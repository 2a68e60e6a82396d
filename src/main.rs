//! Tolk server entry point.

use anyhow::Result;
use clap::Parser;
use tolk::config::Settings;
use tolk::server::run_server;
use tracing_subscriber::{layer::SubscriberExt, util::SubscriberInitExt, EnvFilter};

/// Tolk - Speaker-attributed transcription server
#[derive(Parser, Debug)]
#[command(name = "tolk")]
#[command(version, about, long_about = None)]
struct Cli {
    /// Increase verbosity (-v for debug, -vv for trace)
    #[arg(short, long, action = clap::ArgAction::Count)]
    verbose: u8,

    /// Path to configuration file
    #[arg(short, long)]
    config: Option<String>,

    /// Address to bind (overrides configuration)
    #[arg(long)]
    host: Option<String>,

    /// Port to listen on (overrides configuration)
    #[arg(short, long)]
    port: Option<u16>,
}

#[tokio::main]
async fn main() -> Result<()> {
    let cli = Cli::parse();

    // Initialize logging
    let log_level = match cli.verbose {
        0 => "info",
        1 => "debug",
        _ => "trace",
    };

    tracing_subscriber::registry()
        .with(EnvFilter::new(
            std::env::var("RUST_LOG").unwrap_or_else(|_| format!("tolk={}", log_level)),
        ))
        .with(tracing_subscriber::fmt::layer().with_target(false))
        .init();

    // Load configuration
    let settings = match &cli.config {
        Some(path) => Settings::load_from(Some(&std::path::PathBuf::from(path)))?,
        None => Settings::load()?,
    };

    let host = cli.host.unwrap_or_else(|| settings.server.host.clone());
    let port = cli.port.unwrap_or(settings.server.port);

    run_server(&host, port, settings).await
}
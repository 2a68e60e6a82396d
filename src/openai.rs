//! Shared OpenAI client construction.

use async_openai::{config::OpenAIConfig, Client};
use std::time::Duration;

/// Timeout applied to every OpenAI request. Whisper uploads of near-25 MB
/// waveforms can take a while, so this is deliberately generous.
const REQUEST_TIMEOUT_SECS: u64 = 300;

/// Create an OpenAI client with the standard request timeout.
///
/// The API key is picked up from `OPENAI_API_KEY` at construction time.
pub fn create_client() -> Client<OpenAIConfig> {
    let http_client = reqwest::Client::builder()
        .timeout(Duration::from_secs(REQUEST_TIMEOUT_SECS))
        .build()
        .expect("Failed to create HTTP client");

    Client::with_config(OpenAIConfig::default()).with_http_client(http_client)
}
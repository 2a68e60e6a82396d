//! Pipeline orchestration: transcode, transcribe, diarize, align, persist.
//!
//! One request is processed strictly in stage order. Transcription and
//! diarization are data-independent but run sequentially to keep observed
//! behavior stable.

use crate::alignment::{align, AlignedEntry};
use crate::analysis::AnalysisClient;
use crate::audio::convert_to_wav;
use crate::combine::combine;
use crate::config::Settings;
use crate::diarization::DiarizationClient;
use crate::error::{Result, TolkError};
use crate::store::ResultStore;
use crate::transcription::WhisperClient;
use std::path::{Path, PathBuf};
use tracing::{info, instrument, warn};

/// Upload extensions accepted by the pipeline.
pub const SUPPORTED_FORMATS: &[&str] = &["mp3", "wav", "ogg", "m4a", "webm", "mp4"];

/// Outcome of a best-effort temp file removal. Never escalated; the caller
/// logs it and moves on.
pub struct CleanupOutcome {
    pub path: PathBuf,
    pub result: std::io::Result<()>,
}

impl CleanupOutcome {
    fn log(&self) {
        if let Err(e) = &self.result {
            warn!("Cleanup failed for {}: {}", self.path.display(), e);
        }
    }
}

/// Result of a full pipeline run.
pub struct ProcessOutcome {
    /// Speaker-labeled transcript.
    pub result: Vec<AlignedEntry>,
    /// Filename of the persisted record.
    pub saved_file: String,
}

/// The pipeline orchestrator. Holds every client, constructed once from the
/// resolved settings.
pub struct Pipeline {
    settings: Settings,
    whisper: WhisperClient,
    diarization: DiarizationClient,
    analysis: AnalysisClient,
    store: ResultStore,
    uploads_dir: PathBuf,
}

impl Pipeline {
    /// Create a pipeline, ensuring the uploads and results directories exist.
    pub fn new(settings: Settings) -> Result<Self> {
        let uploads_dir = settings.uploads_dir();
        std::fs::create_dir_all(&uploads_dir)?;

        let store = ResultStore::new(&settings.results_dir())?;
        let whisper = WhisperClient::new(&settings.transcription);
        let diarization = DiarizationClient::new(&settings.diarization);
        let analysis = AnalysisClient::new(&settings.analysis);

        Ok(Self {
            settings,
            whisper,
            diarization,
            analysis,
            store,
            uploads_dir,
        })
    }

    /// Validate an upload reference: present, on disk, supported format.
    pub fn validate_upload(&self, filename: Option<&str>) -> Result<PathBuf> {
        let filename = filename.ok_or_else(|| {
            TolkError::Validation("Filename is required in request body".to_string())
        })?;

        let input_path = self.uploads_dir.join(filename);
        if !input_path.exists() {
            return Err(TolkError::NotFound(
                "File not found in uploads directory".to_string(),
            ));
        }

        let ext = input_path
            .extension()
            .and_then(|e| e.to_str())
            .map(|e| e.to_lowercase())
            .unwrap_or_default();
        if !SUPPORTED_FORMATS.contains(&ext.as_str()) {
            return Err(TolkError::Validation("Unsupported file format".to_string()));
        }

        Ok(input_path)
    }

    /// Run the full pipeline on an uploaded file and persist the result.
    #[instrument(skip(self))]
    pub async fn process(&self, filename: Option<&str>) -> Result<ProcessOutcome> {
        let input_path = self.validate_upload(filename)?;

        let is_wav = input_path
            .extension()
            .and_then(|e| e.to_str())
            .map(|e| e.eq_ignore_ascii_case("wav"))
            .unwrap_or(false);

        let wav_path = if is_wav {
            input_path.clone()
        } else {
            convert_to_wav(&input_path).await?
        };

        let entries = self.run_stages(&wav_path).await;

        // The derived waveform is temporary; the original upload is kept.
        if wav_path != input_path {
            cleanup_file(&wav_path).await.log();
        }

        let entries = entries?;

        let original_file = input_path
            .file_name()
            .and_then(|n| n.to_str())
            .unwrap_or_default()
            .to_string();
        let saved_file = self.store.save(&original_file, entries.clone())?;
        info!("Saved result record {}", saved_file);

        Ok(ProcessOutcome {
            result: entries,
            saved_file,
        })
    }

    /// The remote stages, separated out so the caller can clean up the
    /// waveform on both success and failure paths.
    async fn run_stages(&self, wav_path: &Path) -> Result<Vec<AlignedEntry>> {
        info!("Transcribing {}", wav_path.display());
        let segments = self.whisper.transcribe(wav_path).await?;
        info!("Transcription completed ({} segments)", segments.len());

        let audio_url = self.public_audio_url(wav_path)?;
        let job_id = self.diarization.submit(&audio_url).await?;
        let intervals = self.diarization.poll(&job_id).await?;
        info!("Diarization completed ({} intervals)", intervals.len());

        Ok(align(&segments, &intervals))
    }

    /// Build the public URL under which the diarization service can fetch
    /// the waveform.
    fn public_audio_url(&self, wav_path: &Path) -> Result<String> {
        let file_name = wav_path
            .file_name()
            .and_then(|n| n.to_str())
            .ok_or_else(|| TolkError::Validation("Invalid waveform filename".to_string()))?;

        let mut url = url::Url::parse(&self.settings.server.public_base_url)?;
        url.path_segments_mut()
            .map_err(|_| TolkError::Config("public_base_url cannot be a base URL".to_string()))?
            .pop_if_empty()
            .push("uploads")
            .push(file_name);

        Ok(url.to_string())
    }

    /// Merge consecutive same-speaker entries of a saved record into a new
    /// `*_combined.json` record.
    #[instrument(skip(self))]
    pub fn combine_saved(&self, filename: Option<&str>) -> Result<String> {
        let filename = filename.ok_or_else(|| {
            TolkError::Validation("Filename is required in request body".to_string())
        })?;

        let mut record = self.store.load(filename)?;
        record.transcription = combine(&record.transcription);

        let output_file = format!("{}_combined.json", filename.trim_end_matches(".json"));
        self.store.write(&output_file, &record)?;
        info!("Wrote combined record {}", output_file);

        Ok(output_file)
    }

    /// Analyze a saved record and attach the summary to it in place.
    #[instrument(skip(self))]
    pub async fn analyze_saved(&self, filename: Option<&str>) -> Result<String> {
        let filename = filename.ok_or_else(|| {
            TolkError::Validation("Filename is required in request body".to_string())
        })?;

        let record = self.store.load(filename)?;
        let analysis = self.analysis.analyze(&record.transcription).await?;

        self.store.update(filename, |record| {
            record.summary = Some(analysis.clone());
        })?;

        Ok(analysis)
    }

    /// The uploads directory served at `/uploads`.
    pub fn uploads_dir(&self) -> &Path {
        &self.uploads_dir
    }
}

/// Best-effort file removal.
async fn cleanup_file(path: &Path) -> CleanupOutcome {
    let result = tokio::fs::remove_file(path).await;
    CleanupOutcome {
        path: path.to_path_buf(),
        result,
    }
}

#[cfg(test)]
mod tests {
    use super::*;

    fn pipeline_with_uploads(dir: &Path) -> Pipeline {
        let mut settings = Settings::default();
        settings.server.uploads_dir = dir.join("uploads").to_string_lossy().into_owned();
        settings.server.results_dir = dir.join("results").to_string_lossy().into_owned();
        Pipeline::new(settings).unwrap()
    }

    #[test]
    fn test_validate_missing_filename() {
        let dir = tempfile::tempdir().unwrap();
        let pipeline = pipeline_with_uploads(dir.path());

        let err = pipeline.validate_upload(None).unwrap_err();
        assert!(matches!(err, TolkError::Validation(_)));
        assert_eq!(err.to_string(), "Filename is required in request body");
    }

    #[test]
    fn test_validate_absent_file() {
        let dir = tempfile::tempdir().unwrap();
        let pipeline = pipeline_with_uploads(dir.path());

        let err = pipeline.validate_upload(Some("sample.mp3")).unwrap_err();
        assert!(matches!(err, TolkError::NotFound(_)));
        assert_eq!(err.to_string(), "File not found in uploads directory");
    }

    #[test]
    fn test_validate_unsupported_format() {
        let dir = tempfile::tempdir().unwrap();
        let pipeline = pipeline_with_uploads(dir.path());
        std::fs::write(pipeline.uploads_dir().join("sample.flac"), b"data").unwrap();

        let err = pipeline.validate_upload(Some("sample.flac")).unwrap_err();
        assert!(matches!(err, TolkError::Validation(_)));
        assert_eq!(err.to_string(), "Unsupported file format");
    }

    #[test]
    fn test_validate_supported_upload() {
        let dir = tempfile::tempdir().unwrap();
        let pipeline = pipeline_with_uploads(dir.path());
        std::fs::write(pipeline.uploads_dir().join("sample.mp3"), b"data").unwrap();

        let path = pipeline.validate_upload(Some("sample.mp3")).unwrap();
        assert!(path.ends_with("sample.mp3"));
    }

    #[test]
    fn test_public_audio_url_encodes_filename() {
        let dir = tempfile::tempdir().unwrap();
        let mut settings = Settings::default();
        settings.server.uploads_dir = dir.path().join("uploads").to_string_lossy().into_owned();
        settings.server.results_dir = dir.path().join("results").to_string_lossy().into_owned();
        settings.server.public_base_url = "https://abc123.ngrok.io".to_string();
        let pipeline = Pipeline::new(settings).unwrap();

        let url = pipeline
            .public_audio_url(Path::new("/tmp/uploads/my interview.wav"))
            .unwrap();
        assert_eq!(url, "https://abc123.ngrok.io/uploads/my%20interview.wav");
    }

    #[test]
    fn test_combine_saved_writes_combined_record() {
        let dir = tempfile::tempdir().unwrap();
        let pipeline = pipeline_with_uploads(dir.path());

        let entries = vec![
            AlignedEntry {
                speaker: "A".to_string(),
                text: "one".to_string(),
                start: 0.0,
                end: 1.0,
            },
            AlignedEntry {
                speaker: "A".to_string(),
                text: "two".to_string(),
                start: 1.0,
                end: 2.0,
            },
        ];
        let saved = pipeline.store.save("interview.mp3", entries).unwrap();

        let output = pipeline.combine_saved(Some(&saved)).unwrap();
        assert!(output.ends_with("_combined.json"));

        let combined = pipeline.store.load(&output).unwrap();
        assert_eq!(combined.transcription.len(), 1);
        assert_eq!(combined.transcription[0].text, "one two");
    }

    #[test]
    fn test_combine_saved_missing_record() {
        let dir = tempfile::tempdir().unwrap();
        let pipeline = pipeline_with_uploads(dir.path());

        let err = pipeline.combine_saved(Some("missing.json")).unwrap_err();
        assert!(matches!(err, TolkError::NotFound(_)));
    }
}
----
▶ WORK INSTRUCTION: Look for the string "clap" in the records, and copy every line where it is found.

▶ SOLUTION TO THIS PROBLEM:
use clap::Parser;
    #[arg(short, long, action = clap::ArgAction::Count)]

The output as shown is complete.